## WHAT YOU NEED TO DO
Take the records below from their first line to the line with "coordinates are mapped", and restate those lines word for word.

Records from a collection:
[Start of section]
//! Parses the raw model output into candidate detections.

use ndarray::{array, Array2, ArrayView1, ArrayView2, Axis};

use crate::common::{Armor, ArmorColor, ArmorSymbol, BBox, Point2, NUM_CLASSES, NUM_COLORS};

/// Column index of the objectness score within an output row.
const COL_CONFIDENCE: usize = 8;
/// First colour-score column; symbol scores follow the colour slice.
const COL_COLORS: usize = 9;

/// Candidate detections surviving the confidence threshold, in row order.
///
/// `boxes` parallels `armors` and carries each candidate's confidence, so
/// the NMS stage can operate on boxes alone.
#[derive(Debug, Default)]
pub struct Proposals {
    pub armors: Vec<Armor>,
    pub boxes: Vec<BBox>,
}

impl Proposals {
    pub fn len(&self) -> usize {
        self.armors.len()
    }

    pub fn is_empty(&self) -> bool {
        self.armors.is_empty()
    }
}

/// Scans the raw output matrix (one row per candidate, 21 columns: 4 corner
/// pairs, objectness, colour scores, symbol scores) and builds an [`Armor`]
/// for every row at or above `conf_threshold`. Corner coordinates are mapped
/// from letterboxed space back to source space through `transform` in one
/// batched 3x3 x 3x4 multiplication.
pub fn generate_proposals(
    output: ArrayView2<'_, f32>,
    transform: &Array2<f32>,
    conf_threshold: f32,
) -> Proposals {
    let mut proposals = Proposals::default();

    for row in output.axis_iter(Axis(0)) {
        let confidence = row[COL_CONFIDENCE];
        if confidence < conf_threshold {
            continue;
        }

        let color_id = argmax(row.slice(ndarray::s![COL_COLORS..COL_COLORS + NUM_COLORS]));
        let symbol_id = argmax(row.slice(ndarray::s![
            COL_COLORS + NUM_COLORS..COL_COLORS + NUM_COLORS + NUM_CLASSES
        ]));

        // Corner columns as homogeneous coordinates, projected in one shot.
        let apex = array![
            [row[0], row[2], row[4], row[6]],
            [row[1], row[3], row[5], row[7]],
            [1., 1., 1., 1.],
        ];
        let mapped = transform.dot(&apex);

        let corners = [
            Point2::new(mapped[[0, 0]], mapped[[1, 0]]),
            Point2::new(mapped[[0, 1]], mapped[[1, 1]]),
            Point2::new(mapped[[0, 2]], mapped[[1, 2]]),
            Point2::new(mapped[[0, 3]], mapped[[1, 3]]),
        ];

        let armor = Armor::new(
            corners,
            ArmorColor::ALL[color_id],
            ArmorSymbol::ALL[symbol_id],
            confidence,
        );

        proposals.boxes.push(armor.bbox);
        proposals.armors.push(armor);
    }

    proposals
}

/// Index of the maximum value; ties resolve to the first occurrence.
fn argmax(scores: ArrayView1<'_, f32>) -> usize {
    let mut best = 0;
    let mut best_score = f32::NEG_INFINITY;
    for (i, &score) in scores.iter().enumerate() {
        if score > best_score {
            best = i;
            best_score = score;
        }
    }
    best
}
[End of section]
## FINISHED EXERCISE
//! Parses the raw model output into candidate detections.

use ndarray::{array, Array2, ArrayView1, ArrayView2, Axis};

use crate::common::{Armor, ArmorColor, ArmorSymbol, BBox, Point2, NUM_CLASSES, NUM_COLORS};

/// Column index of the objectness score within an output row.
const COL_CONFIDENCE: usize = 8;
/// First colour-score column; symbol scores follow the colour slice.
const COL_COLORS: usize = 9;

/// Candidate detections surviving the confidence threshold, in row order.
///
/// `boxes` parallels `armors` and carries each candidate's confidence, so
/// the NMS stage can operate on boxes alone.
#[derive(Debug, Default)]
pub struct Proposals {
    pub armors: Vec<Armor>,
    pub boxes: Vec<BBox>,
}

impl Proposals {
    pub fn len(&self) -> usize {
        self.armors.len()
    }

    pub fn is_empty(&self) -> bool {
        self.armors.is_empty()
    }
}

/// Scans the raw output matrix (one row per candidate, 21 columns: 4 corner
/// pairs, objectness, colour scores, symbol scores) and builds an [`Armor`]
/// for every row at or above `conf_threshold`. Corner coordinates are mapped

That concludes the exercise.